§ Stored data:
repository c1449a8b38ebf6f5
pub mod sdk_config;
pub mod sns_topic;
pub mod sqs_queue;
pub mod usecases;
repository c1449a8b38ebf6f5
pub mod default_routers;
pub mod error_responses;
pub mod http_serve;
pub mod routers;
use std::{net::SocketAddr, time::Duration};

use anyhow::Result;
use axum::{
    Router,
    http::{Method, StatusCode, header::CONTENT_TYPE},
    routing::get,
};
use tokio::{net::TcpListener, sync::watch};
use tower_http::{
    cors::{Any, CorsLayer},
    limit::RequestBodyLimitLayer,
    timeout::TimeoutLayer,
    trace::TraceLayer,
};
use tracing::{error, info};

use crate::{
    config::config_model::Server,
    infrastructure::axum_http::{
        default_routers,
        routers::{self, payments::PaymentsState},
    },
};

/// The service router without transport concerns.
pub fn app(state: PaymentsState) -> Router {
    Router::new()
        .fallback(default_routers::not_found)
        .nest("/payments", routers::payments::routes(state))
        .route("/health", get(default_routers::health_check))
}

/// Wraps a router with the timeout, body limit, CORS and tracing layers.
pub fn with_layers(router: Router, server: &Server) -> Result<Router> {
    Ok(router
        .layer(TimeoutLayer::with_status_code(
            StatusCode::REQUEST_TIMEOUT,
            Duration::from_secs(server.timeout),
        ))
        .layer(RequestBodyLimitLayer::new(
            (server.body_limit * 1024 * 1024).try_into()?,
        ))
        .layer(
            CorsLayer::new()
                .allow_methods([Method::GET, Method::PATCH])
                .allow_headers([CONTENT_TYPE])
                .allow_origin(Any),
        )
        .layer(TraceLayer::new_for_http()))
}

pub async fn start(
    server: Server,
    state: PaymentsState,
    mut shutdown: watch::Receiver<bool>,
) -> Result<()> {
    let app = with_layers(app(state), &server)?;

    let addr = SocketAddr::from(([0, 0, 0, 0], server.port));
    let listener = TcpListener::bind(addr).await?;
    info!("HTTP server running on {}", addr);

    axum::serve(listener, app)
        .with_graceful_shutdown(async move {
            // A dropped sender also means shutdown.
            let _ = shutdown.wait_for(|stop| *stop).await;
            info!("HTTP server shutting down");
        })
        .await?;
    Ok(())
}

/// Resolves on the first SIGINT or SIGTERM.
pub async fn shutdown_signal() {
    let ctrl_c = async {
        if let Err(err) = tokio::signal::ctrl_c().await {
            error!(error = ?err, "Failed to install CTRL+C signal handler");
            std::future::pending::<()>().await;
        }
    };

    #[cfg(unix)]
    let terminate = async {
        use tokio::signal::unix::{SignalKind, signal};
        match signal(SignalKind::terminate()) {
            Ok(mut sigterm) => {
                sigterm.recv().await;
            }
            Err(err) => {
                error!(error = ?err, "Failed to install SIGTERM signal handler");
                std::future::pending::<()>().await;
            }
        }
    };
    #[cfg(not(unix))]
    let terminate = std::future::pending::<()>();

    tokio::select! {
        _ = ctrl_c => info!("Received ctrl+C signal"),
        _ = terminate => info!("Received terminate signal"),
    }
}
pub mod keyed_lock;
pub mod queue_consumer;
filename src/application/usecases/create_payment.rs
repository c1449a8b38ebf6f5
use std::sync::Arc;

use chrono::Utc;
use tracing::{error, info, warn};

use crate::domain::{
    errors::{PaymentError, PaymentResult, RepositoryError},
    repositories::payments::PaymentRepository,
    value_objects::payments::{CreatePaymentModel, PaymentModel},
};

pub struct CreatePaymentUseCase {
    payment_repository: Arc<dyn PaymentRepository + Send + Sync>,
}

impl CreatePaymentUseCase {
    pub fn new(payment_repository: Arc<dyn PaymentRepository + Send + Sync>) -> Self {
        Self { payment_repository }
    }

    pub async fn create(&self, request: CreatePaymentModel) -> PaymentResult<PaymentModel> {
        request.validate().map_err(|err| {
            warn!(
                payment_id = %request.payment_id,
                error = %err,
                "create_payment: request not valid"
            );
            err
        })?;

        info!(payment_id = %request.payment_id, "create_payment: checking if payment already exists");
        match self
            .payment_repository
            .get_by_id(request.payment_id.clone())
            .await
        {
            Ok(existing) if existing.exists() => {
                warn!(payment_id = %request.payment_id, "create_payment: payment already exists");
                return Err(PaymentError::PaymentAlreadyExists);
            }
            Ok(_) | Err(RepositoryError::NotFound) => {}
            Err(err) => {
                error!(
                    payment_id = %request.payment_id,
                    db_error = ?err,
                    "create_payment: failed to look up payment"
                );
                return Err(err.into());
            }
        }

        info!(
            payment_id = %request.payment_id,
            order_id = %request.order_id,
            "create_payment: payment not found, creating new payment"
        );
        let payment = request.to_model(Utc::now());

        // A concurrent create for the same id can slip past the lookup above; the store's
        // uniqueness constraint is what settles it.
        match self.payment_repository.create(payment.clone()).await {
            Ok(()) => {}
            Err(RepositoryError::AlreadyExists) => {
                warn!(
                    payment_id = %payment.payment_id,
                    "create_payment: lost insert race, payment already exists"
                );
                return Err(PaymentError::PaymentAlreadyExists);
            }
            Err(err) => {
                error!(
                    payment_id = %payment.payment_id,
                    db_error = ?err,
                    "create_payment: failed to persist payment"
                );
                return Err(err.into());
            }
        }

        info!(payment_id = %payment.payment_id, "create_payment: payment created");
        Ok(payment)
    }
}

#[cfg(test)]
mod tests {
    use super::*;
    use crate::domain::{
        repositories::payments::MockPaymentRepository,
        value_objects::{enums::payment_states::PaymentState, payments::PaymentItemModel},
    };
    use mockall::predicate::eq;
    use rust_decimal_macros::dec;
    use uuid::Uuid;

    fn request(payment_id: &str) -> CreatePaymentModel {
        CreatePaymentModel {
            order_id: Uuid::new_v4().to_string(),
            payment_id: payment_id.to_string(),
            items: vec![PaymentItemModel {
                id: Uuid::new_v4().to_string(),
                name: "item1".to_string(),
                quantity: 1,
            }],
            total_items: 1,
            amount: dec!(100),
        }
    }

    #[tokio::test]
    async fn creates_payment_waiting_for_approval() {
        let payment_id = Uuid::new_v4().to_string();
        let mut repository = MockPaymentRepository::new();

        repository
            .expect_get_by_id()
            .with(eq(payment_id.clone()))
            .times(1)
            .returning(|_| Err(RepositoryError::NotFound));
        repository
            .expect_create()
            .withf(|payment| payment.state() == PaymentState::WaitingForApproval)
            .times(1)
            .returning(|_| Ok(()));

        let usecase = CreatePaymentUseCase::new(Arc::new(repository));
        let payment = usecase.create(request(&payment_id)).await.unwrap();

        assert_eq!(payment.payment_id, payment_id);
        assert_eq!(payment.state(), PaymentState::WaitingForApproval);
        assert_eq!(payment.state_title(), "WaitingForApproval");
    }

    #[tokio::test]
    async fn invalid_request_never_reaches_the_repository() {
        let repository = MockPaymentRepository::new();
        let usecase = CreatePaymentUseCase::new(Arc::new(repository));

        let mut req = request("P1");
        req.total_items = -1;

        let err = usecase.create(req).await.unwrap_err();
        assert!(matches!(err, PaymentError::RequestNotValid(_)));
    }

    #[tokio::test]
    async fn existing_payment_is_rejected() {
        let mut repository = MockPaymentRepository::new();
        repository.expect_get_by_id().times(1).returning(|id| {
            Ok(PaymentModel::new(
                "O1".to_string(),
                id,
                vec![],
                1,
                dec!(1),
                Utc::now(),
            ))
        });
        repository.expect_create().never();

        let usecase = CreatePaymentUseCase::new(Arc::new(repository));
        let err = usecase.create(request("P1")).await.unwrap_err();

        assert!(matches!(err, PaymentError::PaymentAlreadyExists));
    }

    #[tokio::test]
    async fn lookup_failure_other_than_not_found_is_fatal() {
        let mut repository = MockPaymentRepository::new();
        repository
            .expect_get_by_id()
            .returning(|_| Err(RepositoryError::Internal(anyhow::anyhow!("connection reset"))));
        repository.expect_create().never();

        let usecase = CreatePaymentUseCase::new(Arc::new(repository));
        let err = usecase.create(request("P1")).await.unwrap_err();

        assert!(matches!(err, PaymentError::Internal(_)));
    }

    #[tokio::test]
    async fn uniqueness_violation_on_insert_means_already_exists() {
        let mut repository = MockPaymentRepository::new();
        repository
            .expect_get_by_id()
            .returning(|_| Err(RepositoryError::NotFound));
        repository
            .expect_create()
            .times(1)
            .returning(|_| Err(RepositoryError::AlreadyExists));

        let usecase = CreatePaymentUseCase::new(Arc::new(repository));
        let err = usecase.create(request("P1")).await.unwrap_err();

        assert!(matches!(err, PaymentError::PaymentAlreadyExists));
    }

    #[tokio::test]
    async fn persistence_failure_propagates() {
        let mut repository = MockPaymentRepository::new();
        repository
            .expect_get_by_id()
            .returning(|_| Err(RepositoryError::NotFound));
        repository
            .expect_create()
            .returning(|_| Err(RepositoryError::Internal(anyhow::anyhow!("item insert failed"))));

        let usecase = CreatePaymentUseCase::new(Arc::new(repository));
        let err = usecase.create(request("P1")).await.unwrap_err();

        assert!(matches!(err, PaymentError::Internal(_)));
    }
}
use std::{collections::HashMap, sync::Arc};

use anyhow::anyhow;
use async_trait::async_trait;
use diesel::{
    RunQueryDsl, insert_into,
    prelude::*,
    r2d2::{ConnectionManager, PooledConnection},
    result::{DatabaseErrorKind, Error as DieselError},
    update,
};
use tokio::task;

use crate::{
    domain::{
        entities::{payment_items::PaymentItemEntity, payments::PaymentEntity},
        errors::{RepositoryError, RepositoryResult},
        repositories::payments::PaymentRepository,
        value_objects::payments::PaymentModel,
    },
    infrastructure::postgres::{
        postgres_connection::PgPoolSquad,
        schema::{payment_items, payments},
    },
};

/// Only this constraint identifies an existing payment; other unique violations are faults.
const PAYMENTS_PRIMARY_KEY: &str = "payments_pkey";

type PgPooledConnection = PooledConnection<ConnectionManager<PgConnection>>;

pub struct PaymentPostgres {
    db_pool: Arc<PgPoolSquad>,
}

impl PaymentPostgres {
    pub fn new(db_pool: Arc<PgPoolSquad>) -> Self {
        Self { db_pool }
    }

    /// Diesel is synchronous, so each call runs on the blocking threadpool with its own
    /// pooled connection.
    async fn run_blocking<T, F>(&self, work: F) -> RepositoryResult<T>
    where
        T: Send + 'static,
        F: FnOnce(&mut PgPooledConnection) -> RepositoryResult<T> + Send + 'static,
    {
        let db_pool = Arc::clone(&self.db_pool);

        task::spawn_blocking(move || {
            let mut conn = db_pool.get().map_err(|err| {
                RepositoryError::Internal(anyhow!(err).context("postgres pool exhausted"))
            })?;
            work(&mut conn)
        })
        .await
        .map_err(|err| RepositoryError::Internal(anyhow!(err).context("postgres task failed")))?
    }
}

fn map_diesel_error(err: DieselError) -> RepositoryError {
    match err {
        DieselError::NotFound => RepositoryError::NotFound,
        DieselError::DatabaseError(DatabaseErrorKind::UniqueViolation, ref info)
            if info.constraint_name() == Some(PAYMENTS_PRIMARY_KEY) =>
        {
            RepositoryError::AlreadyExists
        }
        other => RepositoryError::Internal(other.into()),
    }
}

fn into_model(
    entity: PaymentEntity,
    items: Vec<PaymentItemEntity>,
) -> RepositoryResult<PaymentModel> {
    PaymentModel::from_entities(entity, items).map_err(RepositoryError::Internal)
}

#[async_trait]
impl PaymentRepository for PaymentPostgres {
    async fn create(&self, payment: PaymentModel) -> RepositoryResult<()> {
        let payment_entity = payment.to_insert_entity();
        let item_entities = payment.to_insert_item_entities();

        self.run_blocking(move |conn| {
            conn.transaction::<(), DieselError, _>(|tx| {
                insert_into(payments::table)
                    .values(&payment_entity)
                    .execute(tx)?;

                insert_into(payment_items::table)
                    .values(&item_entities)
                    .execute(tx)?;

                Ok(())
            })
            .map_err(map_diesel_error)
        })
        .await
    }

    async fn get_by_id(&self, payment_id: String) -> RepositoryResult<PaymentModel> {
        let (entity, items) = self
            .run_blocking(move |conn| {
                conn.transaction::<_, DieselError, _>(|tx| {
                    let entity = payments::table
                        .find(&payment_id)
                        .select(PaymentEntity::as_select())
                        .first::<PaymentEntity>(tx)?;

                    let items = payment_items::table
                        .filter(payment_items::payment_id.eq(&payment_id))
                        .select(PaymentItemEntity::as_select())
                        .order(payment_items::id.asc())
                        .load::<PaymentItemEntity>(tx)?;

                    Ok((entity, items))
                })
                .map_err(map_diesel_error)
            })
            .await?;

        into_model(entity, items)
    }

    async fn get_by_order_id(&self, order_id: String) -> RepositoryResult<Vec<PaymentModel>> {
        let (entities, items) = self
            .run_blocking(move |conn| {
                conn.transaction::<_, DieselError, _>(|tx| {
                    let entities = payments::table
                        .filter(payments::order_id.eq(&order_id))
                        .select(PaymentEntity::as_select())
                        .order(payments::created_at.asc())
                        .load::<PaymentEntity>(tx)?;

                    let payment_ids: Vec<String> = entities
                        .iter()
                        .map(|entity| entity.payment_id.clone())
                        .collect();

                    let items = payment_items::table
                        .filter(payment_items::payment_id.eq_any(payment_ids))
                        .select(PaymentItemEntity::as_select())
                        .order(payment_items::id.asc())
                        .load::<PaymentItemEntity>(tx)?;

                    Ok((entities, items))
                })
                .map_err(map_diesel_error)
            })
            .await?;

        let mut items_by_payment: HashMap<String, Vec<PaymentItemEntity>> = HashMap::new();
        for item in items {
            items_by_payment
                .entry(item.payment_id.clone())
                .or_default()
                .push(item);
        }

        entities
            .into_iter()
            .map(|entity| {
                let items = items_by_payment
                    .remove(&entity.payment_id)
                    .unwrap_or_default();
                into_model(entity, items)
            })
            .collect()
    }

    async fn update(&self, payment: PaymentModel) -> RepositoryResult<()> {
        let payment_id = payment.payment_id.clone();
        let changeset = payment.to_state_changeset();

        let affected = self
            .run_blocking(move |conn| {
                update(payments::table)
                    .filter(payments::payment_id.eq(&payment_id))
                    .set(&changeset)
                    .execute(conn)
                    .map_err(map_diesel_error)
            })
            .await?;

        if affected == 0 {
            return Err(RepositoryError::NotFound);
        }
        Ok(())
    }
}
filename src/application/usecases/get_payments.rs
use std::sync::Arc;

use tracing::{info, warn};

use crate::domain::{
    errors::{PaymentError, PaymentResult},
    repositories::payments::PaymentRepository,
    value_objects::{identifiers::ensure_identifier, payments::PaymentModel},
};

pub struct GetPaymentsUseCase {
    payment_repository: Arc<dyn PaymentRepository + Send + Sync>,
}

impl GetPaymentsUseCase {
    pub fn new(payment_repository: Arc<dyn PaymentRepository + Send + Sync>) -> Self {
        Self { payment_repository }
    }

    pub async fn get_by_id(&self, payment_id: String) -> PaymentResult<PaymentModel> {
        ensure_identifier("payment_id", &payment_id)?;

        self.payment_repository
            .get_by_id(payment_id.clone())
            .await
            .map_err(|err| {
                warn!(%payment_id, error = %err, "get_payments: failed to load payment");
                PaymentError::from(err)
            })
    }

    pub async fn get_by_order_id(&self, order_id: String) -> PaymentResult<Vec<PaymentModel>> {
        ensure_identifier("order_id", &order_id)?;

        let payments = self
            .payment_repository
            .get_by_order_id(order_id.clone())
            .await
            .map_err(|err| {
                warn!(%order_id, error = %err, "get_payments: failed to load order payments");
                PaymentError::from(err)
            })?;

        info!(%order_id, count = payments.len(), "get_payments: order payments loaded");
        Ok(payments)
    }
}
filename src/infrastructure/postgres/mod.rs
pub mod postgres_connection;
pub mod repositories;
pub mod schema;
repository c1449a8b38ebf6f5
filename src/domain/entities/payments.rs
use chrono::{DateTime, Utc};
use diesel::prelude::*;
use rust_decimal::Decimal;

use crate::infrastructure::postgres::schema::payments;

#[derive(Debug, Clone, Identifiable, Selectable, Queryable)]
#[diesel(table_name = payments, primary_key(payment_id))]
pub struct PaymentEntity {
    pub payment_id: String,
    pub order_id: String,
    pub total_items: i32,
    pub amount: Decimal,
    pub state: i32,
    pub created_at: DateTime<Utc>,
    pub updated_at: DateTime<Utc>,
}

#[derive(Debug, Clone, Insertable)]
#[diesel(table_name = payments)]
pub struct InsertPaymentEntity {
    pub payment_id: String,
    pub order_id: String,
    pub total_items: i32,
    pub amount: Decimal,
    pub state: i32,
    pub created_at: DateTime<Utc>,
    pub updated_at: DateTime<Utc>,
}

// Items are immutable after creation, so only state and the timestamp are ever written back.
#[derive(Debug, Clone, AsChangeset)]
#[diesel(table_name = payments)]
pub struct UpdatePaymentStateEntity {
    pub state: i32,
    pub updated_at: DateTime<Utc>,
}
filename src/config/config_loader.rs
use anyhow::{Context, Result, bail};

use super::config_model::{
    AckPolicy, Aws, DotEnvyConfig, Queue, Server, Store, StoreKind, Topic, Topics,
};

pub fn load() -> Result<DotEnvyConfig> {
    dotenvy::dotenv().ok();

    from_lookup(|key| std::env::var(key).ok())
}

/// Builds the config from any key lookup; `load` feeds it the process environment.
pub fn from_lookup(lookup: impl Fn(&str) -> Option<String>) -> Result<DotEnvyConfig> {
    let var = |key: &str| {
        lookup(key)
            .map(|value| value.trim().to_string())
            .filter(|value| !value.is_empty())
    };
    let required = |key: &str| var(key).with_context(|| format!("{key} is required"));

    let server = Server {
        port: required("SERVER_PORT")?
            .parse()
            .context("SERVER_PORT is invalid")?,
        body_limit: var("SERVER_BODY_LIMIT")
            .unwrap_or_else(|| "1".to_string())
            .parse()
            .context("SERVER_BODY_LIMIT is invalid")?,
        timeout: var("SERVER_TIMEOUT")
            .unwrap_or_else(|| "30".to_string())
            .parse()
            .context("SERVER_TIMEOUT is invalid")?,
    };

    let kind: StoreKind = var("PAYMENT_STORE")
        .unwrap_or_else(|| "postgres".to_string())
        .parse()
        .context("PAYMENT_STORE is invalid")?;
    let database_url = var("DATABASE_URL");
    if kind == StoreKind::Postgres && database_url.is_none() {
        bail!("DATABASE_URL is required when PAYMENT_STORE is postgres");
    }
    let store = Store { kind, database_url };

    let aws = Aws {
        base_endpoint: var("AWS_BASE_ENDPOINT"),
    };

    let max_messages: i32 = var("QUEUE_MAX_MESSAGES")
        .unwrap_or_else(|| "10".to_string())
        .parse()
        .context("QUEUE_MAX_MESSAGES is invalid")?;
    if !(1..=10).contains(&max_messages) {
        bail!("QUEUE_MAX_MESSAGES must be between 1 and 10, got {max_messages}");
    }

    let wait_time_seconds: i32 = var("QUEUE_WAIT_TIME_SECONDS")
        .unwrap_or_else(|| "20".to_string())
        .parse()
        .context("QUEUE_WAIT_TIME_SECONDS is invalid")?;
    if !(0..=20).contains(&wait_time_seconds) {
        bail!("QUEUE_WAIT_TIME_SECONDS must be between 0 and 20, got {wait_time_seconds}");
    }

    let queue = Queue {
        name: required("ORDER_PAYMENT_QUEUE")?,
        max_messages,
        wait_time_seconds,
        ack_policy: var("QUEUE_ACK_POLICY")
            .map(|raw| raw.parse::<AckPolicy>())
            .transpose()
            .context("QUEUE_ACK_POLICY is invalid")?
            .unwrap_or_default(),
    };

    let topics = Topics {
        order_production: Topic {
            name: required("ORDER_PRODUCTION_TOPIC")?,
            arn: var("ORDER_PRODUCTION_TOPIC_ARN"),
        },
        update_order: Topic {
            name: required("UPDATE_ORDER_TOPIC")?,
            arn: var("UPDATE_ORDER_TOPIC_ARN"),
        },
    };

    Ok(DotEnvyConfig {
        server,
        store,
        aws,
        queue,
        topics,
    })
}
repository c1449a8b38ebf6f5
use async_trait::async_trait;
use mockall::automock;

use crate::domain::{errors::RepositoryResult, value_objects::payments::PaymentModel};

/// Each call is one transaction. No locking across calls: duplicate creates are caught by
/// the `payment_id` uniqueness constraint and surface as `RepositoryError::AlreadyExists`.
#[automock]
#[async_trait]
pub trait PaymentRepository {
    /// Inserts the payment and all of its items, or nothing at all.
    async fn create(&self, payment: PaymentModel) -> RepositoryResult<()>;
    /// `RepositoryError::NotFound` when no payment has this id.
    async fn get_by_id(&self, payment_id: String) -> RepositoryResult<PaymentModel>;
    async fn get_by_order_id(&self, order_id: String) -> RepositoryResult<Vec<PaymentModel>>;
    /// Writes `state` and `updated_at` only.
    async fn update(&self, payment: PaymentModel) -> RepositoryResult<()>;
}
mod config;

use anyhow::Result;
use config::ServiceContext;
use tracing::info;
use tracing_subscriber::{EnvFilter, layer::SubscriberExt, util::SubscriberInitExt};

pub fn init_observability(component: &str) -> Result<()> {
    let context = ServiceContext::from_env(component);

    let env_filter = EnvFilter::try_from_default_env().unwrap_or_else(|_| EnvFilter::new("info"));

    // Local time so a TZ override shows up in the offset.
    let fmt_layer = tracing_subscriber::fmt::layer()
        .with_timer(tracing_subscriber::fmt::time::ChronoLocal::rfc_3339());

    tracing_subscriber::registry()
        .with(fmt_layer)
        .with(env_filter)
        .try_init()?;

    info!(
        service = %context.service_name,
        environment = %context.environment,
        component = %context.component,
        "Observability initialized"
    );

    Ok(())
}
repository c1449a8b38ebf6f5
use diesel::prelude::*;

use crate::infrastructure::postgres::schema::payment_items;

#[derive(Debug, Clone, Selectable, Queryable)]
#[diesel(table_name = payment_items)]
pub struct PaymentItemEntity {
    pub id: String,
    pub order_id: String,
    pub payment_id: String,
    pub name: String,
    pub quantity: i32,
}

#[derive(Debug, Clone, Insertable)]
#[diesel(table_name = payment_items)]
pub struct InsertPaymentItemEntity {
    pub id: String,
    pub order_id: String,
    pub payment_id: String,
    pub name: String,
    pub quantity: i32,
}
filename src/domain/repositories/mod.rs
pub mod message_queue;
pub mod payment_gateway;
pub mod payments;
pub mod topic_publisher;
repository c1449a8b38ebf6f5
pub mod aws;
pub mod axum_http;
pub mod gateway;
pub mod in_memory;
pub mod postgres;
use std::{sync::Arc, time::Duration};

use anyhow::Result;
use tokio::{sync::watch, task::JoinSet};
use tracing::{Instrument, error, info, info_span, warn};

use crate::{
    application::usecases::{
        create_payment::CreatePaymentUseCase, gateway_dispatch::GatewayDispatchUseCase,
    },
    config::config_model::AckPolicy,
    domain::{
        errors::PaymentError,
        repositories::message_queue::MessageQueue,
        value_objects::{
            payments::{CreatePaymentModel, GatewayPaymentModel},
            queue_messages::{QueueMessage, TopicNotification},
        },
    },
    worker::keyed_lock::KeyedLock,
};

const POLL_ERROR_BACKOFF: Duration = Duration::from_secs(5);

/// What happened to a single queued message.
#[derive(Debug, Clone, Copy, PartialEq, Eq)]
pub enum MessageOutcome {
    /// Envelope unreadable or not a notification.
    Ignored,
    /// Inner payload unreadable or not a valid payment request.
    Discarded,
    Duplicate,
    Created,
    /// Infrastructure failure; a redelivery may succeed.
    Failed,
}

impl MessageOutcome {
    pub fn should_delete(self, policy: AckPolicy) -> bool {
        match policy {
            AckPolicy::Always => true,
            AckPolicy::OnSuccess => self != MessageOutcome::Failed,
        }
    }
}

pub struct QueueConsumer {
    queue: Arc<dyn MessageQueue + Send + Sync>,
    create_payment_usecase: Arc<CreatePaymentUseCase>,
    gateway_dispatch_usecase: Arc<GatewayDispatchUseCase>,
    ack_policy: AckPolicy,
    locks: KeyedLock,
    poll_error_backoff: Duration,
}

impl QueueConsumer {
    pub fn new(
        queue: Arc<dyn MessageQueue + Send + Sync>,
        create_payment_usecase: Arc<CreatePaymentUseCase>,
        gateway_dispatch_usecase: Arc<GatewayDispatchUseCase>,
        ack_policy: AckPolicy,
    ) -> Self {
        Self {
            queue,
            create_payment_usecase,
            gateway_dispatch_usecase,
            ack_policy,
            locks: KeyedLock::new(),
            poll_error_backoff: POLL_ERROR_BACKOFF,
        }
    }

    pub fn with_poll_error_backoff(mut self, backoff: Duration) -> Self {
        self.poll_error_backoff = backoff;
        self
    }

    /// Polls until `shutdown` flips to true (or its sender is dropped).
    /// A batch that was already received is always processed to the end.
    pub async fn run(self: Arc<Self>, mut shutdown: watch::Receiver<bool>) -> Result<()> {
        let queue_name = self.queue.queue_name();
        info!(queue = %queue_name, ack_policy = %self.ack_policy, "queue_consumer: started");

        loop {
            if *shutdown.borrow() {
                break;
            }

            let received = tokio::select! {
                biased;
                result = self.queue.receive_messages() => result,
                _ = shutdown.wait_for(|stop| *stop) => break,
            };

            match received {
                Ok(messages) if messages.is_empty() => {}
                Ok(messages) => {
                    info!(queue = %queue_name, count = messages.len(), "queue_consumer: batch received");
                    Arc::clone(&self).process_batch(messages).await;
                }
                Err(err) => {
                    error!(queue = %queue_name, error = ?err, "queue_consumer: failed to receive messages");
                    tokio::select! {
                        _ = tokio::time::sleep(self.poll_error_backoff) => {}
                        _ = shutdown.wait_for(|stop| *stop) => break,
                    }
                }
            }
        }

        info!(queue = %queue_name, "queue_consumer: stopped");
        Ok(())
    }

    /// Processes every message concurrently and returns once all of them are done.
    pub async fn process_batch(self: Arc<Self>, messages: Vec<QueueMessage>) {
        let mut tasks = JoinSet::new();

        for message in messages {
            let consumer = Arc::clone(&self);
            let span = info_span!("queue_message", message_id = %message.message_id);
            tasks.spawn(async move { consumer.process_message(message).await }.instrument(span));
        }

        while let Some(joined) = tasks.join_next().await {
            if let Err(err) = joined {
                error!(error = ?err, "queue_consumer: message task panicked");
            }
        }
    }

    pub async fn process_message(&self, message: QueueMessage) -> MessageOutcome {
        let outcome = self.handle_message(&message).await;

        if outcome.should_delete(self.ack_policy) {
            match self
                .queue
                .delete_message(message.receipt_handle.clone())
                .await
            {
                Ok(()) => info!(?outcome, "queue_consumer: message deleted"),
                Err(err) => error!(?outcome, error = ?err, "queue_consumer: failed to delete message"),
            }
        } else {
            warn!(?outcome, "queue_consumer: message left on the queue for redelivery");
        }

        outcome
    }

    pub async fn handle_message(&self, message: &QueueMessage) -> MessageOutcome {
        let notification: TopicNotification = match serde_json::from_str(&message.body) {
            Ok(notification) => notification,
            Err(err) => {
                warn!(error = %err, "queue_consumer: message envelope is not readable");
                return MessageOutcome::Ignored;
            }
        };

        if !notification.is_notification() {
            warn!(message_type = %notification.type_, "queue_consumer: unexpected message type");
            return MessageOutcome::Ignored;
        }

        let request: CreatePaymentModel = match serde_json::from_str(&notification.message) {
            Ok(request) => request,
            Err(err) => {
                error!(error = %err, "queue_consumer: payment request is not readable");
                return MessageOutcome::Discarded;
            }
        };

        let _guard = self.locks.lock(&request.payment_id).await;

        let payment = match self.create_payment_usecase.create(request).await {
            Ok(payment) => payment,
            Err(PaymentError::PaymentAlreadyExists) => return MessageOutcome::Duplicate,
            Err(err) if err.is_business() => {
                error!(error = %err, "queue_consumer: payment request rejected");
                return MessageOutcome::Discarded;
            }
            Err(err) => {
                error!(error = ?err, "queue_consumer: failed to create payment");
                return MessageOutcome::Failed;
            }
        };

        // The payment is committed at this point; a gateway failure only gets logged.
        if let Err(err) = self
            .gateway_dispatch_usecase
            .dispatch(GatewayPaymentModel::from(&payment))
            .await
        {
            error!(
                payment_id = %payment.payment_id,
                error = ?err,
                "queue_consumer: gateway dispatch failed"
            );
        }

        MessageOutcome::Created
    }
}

§ Your instructions: Which lines of the data hold the string "Uuid"? Return each of them.

§ Finished exercise:
    use uuid::Uuid;
            order_id: Uuid::new_v4().to_string(),
                id: Uuid::new_v4().to_string(),
        let payment_id = Uuid::new_v4().to_string();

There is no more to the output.